**SOURCE DATA:**
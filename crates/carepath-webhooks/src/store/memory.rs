//! In-memory store for tests and single-process development.

use std::collections::HashMap;
use std::sync::atomic::{AtomicBool, Ordering};

use async_trait::async_trait;
use carepath_core::{DeliveryId, SubscriptionId, TenantAware, TenantId};
use chrono::{DateTime, Utc};
use tokio::sync::RwLock;

use super::{DeliveryStore, StoreError, SubscriptionStore};
use crate::events::WebhookEventType;
use crate::models::{DeliveryStatus, WebhookDelivery, WebhookSubscription};

/// Implements both store traits behind `tokio` read/write locks.
///
/// Claiming takes the delivery write lock, so concurrent schedulers sharing
/// one `MemoryStore` never claim the same delivery twice.
#[derive(Debug, Default)]
pub struct MemoryStore {
    subscriptions: RwLock<HashMap<SubscriptionId, WebhookSubscription>>,
    deliveries: RwLock<HashMap<DeliveryId, WebhookDelivery>>,
    unavailable: AtomicBool,
}

impl MemoryStore {
    pub fn new() -> Self {
        Self::default()
    }

    /// Make every subsequent call fail with [`StoreError::Unavailable`].
    pub fn set_unavailable(&self, unavailable: bool) {
        self.unavailable.store(unavailable, Ordering::SeqCst);
    }

    fn check_available(&self) -> Result<(), StoreError> {
        if self.unavailable.load(Ordering::SeqCst) {
            return Err(StoreError::Unavailable("memory store offline".to_string()));
        }
        Ok(())
    }

    /// Every delivery across tenants, oldest first.
    pub async fn all_deliveries(&self) -> Vec<WebhookDelivery> {
        let deliveries = self.deliveries.read().await;
        let mut all: Vec<_> = deliveries.values().cloned().collect();
        sort_oldest_first(&mut all);
        all
    }
}

fn sort_oldest_first(deliveries: &mut [WebhookDelivery]) {
    deliveries.sort_by(|a, b| {
        a.created_at
            .cmp(&b.created_at)
            .then_with(|| a.id.cmp(&b.id))
    });
}

fn page<T>(items: Vec<T>, limit: i64, offset: i64) -> Vec<T> {
    let offset = usize::try_from(offset.max(0)).unwrap_or(usize::MAX);
    let limit = usize::try_from(limit.max(0)).unwrap_or(usize::MAX);
    items.into_iter().skip(offset).take(limit).collect()
}

fn count(n: usize) -> i64 {
    i64::try_from(n).unwrap_or(i64::MAX)
}

#[async_trait]
impl SubscriptionStore for MemoryStore {
    async fn insert_subscription(
        &self,
        subscription: &WebhookSubscription,
    ) -> Result<(), StoreError> {
        self.check_available()?;
        self.subscriptions
            .write()
            .await
            .insert(subscription.id, subscription.clone());
        Ok(())
    }

    async fn find_subscription(
        &self,
        tenant_id: TenantId,
        id: SubscriptionId,
    ) -> Result<Option<WebhookSubscription>, StoreError> {
        self.check_available()?;
        Ok(self
            .subscriptions
            .read()
            .await
            .get(&id)
            .filter(|s| s.belongs_to(tenant_id))
            .cloned())
    }

    async fn find_active_by_event_type(
        &self,
        tenant_id: TenantId,
        event_type: WebhookEventType,
    ) -> Result<Vec<WebhookSubscription>, StoreError> {
        self.check_available()?;
        let subscriptions = self.subscriptions.read().await;
        let mut matches: Vec<_> = subscriptions
            .values()
            .filter(|s| s.receives(tenant_id, event_type))
            .cloned()
            .collect();
        matches.sort_by_key(|s| (s.created_at, s.id));
        Ok(matches)
    }

    async fn list_subscriptions(
        &self,
        tenant_id: TenantId,
        is_active: Option<bool>,
        limit: i64,
        offset: i64,
    ) -> Result<Vec<WebhookSubscription>, StoreError> {
        self.check_available()?;
        let subscriptions = self.subscriptions.read().await;
        let mut items: Vec<_> = subscriptions
            .values()
            .filter(|s| s.belongs_to(tenant_id))
            .filter(|s| is_active.map_or(true, |active| s.is_active == active))
            .cloned()
            .collect();
        items.sort_by(|a, b| b.created_at.cmp(&a.created_at).then_with(|| b.id.cmp(&a.id)));
        Ok(page(items, limit, offset))
    }

    async fn count_subscriptions(
        &self,
        tenant_id: TenantId,
        is_active: Option<bool>,
    ) -> Result<i64, StoreError> {
        self.check_available()?;
        let subscriptions = self.subscriptions.read().await;
        Ok(count(
            subscriptions
                .values()
                .filter(|s| s.belongs_to(tenant_id))
                .filter(|s| is_active.map_or(true, |active| s.is_active == active))
                .count(),
        ))
    }

    async fn update_subscription(
        &self,
        subscription: &WebhookSubscription,
    ) -> Result<bool, StoreError> {
        self.check_available()?;
        let mut subscriptions = self.subscriptions.write().await;
        match subscriptions.get_mut(&subscription.id) {
            Some(existing) if existing.belongs_to(subscription.tenant_id) => {
                existing.name.clone_from(&subscription.name);
                existing.description.clone_from(&subscription.description);
                existing.target_url.clone_from(&subscription.target_url);
                existing
                    .subscribed_events
                    .clone_from(&subscription.subscribed_events);
                existing.max_retries = subscription.max_retries;
                existing.retry_delay_seconds = subscription.retry_delay_seconds;
                existing.updated_at = subscription.updated_at;
                Ok(true)
            }
            _ => Ok(false),
        }
    }

    async fn set_subscription_active(
        &self,
        tenant_id: TenantId,
        id: SubscriptionId,
        active: bool,
        now: DateTime<Utc>,
    ) -> Result<bool, StoreError> {
        self.check_available()?;
        let mut subscriptions = self.subscriptions.write().await;
        match subscriptions.get_mut(&id) {
            Some(existing) if existing.belongs_to(tenant_id) => {
                existing.set_active(active, now);
                Ok(true)
            }
            _ => Ok(false),
        }
    }

    async fn replace_subscription_secret(
        &self,
        tenant_id: TenantId,
        id: SubscriptionId,
        secret_encrypted: &str,
        now: DateTime<Utc>,
    ) -> Result<bool, StoreError> {
        self.check_available()?;
        let mut subscriptions = self.subscriptions.write().await;
        match subscriptions.get_mut(&id) {
            Some(existing) if existing.belongs_to(tenant_id) => {
                existing.replace_secret(secret_encrypted.to_string(), now);
                Ok(true)
            }
            _ => Ok(false),
        }
    }

    async fn delete_subscription(
        &self,
        tenant_id: TenantId,
        id: SubscriptionId,
    ) -> Result<bool, StoreError> {
        self.check_available()?;
        let mut subscriptions = self.subscriptions.write().await;
        if subscriptions.get(&id).is_some_and(|s| s.belongs_to(tenant_id)) {
            subscriptions.remove(&id);
            return Ok(true);
        }
        Ok(false)
    }
}

#[async_trait]
impl DeliveryStore for MemoryStore {
    async fn insert_delivery(&self, delivery: &WebhookDelivery) -> Result<(), StoreError> {
        self.check_available()?;
        self.deliveries
            .write()
            .await
            .insert(delivery.id, delivery.clone());
        Ok(())
    }

    async fn find_delivery(
        &self,
        tenant_id: TenantId,
        id: DeliveryId,
    ) -> Result<Option<WebhookDelivery>, StoreError> {
        self.check_available()?;
        Ok(self
            .deliveries
            .read()
            .await
            .get(&id)
            .filter(|d| d.belongs_to(tenant_id))
            .cloned())
    }

    async fn list_deliveries(
        &self,
        tenant_id: TenantId,
        subscription_id: SubscriptionId,
        status: Option<DeliveryStatus>,
        limit: i64,
        offset: i64,
    ) -> Result<Vec<WebhookDelivery>, StoreError> {
        self.check_available()?;
        let deliveries = self.deliveries.read().await;
        let mut items: Vec<_> = deliveries
            .values()
            .filter(|d| d.belongs_to(tenant_id) && d.subscription_id == subscription_id)
            .filter(|d| status.map_or(true, |s| d.status == s))
            .cloned()
            .collect();
        sort_oldest_first(&mut items);
        items.reverse();
        Ok(page(items, limit, offset))
    }

    async fn count_deliveries(
        &self,
        tenant_id: TenantId,
        subscription_id: SubscriptionId,
        status: Option<DeliveryStatus>,
    ) -> Result<i64, StoreError> {
        self.check_available()?;
        let deliveries = self.deliveries.read().await;
        Ok(count(
            deliveries
                .values()
                .filter(|d| d.belongs_to(tenant_id) && d.subscription_id == subscription_id)
                .filter(|d| status.map_or(true, |s| d.status == s))
                .count(),
        ))
    }

    async fn claim_due(
        &self,
        now: DateTime<Utc>,
        claim_until: DateTime<Utc>,
        limit: usize,
    ) -> Result<Vec<WebhookDelivery>, StoreError> {
        self.check_available()?;
        let mut deliveries = self.deliveries.write().await;

        let mut due: Vec<_> = deliveries
            .values()
            .filter(|d| d.is_due(now))
            .map(|d| (d.created_at, d.id))
            .collect();
        due.sort();
        due.truncate(limit);

        let mut claimed = Vec::with_capacity(due.len());
        for (_, id) in due {
            if let Some(delivery) = deliveries.get_mut(&id) {
                delivery.claimed_until = Some(claim_until);
                claimed.push(delivery.clone());
            }
        }
        Ok(claimed)
    }

    async fn complete_attempt(
        &self,
        delivery: &WebhookDelivery,
        expected_attempt_count: u32,
    ) -> Result<bool, StoreError> {
        self.check_available()?;
        let mut deliveries = self.deliveries.write().await;
        match deliveries.get_mut(&delivery.id) {
            Some(stored)
                if !stored.is_terminal()
                    && stored.attempt_count == expected_attempt_count
                    && stored.belongs_to(delivery.tenant_id) =>
            {
                *stored = delivery.clone();
                stored.claimed_until = None;
                Ok(true)
            }
            _ => Ok(false),
        }
    }

    async fn renew_claim(
        &self,
        id: DeliveryId,
        held_until: DateTime<Utc>,
        claim_until: DateTime<Utc>,
    ) -> Result<bool, StoreError> {
        self.check_available()?;
        let mut deliveries = self.deliveries.write().await;
        match deliveries.get_mut(&id) {
            Some(stored) if !stored.is_terminal() && stored.claimed_until == Some(held_until) => {
                stored.claimed_until = Some(claim_until);
                Ok(true)
            }
            _ => Ok(false),
        }
    }

    async fn release_claim(&self, id: DeliveryId) -> Result<bool, StoreError> {
        self.check_available()?;
        let mut deliveries = self.deliveries.write().await;
        match deliveries.get_mut(&id) {
            Some(stored) if !stored.is_terminal() => {
                stored.claimed_until = None;
                Ok(true)
            }
            _ => Ok(false),
        }
    }
}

**DIRECTIONS FOR THIS TASK:** Both the line containing "Some(stored) if !stored.is_terminal() &&" and the line containing "async fn release_claim(&self, id: DeliveryId)" belong in the answer. Print them and every line above that falls between them exactly, and no others.

**RESPONSE:**
            Some(stored) if !stored.is_terminal() && stored.claimed_until == Some(held_until) => {
                stored.claimed_until = Some(claim_until);
                Ok(true)
            }
            _ => Ok(false),
        }
    }

    async fn release_claim(&self, id: DeliveryId) -> Result<bool, StoreError> {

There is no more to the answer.